[To do] Copy every line below that has the word "descriptor" in it.

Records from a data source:
◇ ◇ ◇ ◇ ◇ ◇ ◇

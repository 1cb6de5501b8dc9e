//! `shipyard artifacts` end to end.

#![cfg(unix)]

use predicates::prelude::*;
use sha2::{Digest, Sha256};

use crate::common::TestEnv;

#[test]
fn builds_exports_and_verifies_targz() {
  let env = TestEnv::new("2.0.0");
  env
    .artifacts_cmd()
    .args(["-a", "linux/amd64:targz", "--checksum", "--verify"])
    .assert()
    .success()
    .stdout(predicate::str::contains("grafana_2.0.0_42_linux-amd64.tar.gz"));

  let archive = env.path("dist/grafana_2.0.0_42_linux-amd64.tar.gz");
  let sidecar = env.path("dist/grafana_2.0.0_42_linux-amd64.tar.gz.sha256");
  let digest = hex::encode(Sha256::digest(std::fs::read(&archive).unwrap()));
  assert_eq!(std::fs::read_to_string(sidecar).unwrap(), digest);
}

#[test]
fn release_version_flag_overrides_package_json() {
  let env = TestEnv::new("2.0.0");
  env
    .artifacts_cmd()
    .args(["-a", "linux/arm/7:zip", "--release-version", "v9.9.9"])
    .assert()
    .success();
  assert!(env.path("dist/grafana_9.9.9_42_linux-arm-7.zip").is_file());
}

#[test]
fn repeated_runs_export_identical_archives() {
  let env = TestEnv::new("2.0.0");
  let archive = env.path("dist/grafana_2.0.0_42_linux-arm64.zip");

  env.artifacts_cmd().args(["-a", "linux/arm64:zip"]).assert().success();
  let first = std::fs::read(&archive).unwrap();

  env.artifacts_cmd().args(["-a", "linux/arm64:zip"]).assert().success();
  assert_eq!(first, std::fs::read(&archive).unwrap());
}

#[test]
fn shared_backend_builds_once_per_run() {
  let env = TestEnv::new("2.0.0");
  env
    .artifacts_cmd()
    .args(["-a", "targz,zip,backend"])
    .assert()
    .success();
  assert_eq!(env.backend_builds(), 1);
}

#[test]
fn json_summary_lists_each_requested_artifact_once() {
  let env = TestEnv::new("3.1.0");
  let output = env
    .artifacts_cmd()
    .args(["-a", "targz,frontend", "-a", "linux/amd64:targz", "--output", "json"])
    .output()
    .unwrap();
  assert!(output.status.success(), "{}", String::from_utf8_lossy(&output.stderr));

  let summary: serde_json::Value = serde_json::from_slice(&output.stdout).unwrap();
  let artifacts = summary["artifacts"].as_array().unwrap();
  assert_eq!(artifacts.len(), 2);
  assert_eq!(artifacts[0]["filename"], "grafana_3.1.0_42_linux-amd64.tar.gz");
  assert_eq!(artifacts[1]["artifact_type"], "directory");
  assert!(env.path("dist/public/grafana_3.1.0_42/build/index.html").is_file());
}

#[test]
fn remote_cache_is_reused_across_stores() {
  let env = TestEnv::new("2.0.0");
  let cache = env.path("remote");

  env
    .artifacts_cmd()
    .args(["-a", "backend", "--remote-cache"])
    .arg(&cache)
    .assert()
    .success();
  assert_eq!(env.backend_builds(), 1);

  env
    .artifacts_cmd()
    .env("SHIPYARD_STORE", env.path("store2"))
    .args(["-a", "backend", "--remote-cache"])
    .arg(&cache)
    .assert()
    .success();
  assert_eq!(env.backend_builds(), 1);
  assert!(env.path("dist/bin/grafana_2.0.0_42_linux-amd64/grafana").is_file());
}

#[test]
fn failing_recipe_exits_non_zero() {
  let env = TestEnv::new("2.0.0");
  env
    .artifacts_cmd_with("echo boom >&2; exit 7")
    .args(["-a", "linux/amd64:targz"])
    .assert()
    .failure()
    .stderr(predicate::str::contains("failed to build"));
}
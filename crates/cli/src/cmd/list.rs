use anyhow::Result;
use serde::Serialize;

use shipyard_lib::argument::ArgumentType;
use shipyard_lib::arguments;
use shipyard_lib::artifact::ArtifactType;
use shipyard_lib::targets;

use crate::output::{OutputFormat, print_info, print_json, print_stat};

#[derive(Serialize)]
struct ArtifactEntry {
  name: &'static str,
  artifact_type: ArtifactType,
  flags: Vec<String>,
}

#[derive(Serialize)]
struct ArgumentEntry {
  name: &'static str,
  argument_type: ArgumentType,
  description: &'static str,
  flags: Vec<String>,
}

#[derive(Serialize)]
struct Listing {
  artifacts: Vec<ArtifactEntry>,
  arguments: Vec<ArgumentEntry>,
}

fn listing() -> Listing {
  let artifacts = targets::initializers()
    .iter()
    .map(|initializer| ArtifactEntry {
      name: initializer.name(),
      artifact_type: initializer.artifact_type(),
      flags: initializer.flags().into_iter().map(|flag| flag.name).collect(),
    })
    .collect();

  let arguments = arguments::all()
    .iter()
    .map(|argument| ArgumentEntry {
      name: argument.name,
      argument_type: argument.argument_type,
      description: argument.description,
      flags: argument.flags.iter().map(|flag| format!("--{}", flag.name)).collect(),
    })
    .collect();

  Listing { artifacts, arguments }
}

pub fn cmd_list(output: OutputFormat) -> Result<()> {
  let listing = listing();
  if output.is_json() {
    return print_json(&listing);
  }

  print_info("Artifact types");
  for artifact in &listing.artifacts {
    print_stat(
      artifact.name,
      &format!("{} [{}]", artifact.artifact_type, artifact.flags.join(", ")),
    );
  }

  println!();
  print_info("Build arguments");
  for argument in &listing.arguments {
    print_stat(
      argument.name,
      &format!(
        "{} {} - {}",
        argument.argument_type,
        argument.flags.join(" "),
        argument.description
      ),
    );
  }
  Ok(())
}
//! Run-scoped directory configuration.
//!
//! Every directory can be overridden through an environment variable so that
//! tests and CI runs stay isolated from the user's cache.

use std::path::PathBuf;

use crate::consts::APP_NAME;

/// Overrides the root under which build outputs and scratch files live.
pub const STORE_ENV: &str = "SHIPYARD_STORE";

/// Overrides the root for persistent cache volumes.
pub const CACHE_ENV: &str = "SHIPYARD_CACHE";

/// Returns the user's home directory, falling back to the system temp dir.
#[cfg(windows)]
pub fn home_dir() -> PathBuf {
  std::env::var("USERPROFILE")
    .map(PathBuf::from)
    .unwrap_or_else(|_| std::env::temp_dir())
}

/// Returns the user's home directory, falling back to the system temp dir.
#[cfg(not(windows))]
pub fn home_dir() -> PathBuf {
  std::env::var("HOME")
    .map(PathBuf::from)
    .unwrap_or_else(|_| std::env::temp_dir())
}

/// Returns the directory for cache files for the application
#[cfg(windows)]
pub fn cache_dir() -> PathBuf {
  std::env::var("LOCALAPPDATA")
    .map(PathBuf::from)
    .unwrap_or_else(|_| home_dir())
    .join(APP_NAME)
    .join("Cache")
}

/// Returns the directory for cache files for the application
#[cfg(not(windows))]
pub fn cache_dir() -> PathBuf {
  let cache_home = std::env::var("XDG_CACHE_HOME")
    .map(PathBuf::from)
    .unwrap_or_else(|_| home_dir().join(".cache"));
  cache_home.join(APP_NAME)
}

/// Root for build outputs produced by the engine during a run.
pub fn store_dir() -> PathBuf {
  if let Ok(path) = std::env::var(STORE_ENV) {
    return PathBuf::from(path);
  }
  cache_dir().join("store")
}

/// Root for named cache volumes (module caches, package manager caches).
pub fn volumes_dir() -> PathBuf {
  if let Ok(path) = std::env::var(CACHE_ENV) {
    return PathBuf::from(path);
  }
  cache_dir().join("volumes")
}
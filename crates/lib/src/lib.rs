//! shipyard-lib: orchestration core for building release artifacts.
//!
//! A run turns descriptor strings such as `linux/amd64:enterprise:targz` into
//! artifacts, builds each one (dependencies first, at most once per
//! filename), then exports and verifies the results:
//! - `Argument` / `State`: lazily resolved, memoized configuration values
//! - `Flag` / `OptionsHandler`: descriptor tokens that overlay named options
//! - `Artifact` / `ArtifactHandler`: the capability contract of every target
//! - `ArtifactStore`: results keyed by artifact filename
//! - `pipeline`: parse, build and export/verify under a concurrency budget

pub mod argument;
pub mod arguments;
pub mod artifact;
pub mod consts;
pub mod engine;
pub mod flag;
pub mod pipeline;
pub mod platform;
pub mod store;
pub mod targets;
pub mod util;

◇ ◇ ◇ ◇ ◇ ◇ ◇

[Exercise solution]
//! A run turns descriptor strings such as `linux/amd64:enterprise:targz` into
//! - `Flag` / `OptionsHandler`: descriptor tokens that overlay named options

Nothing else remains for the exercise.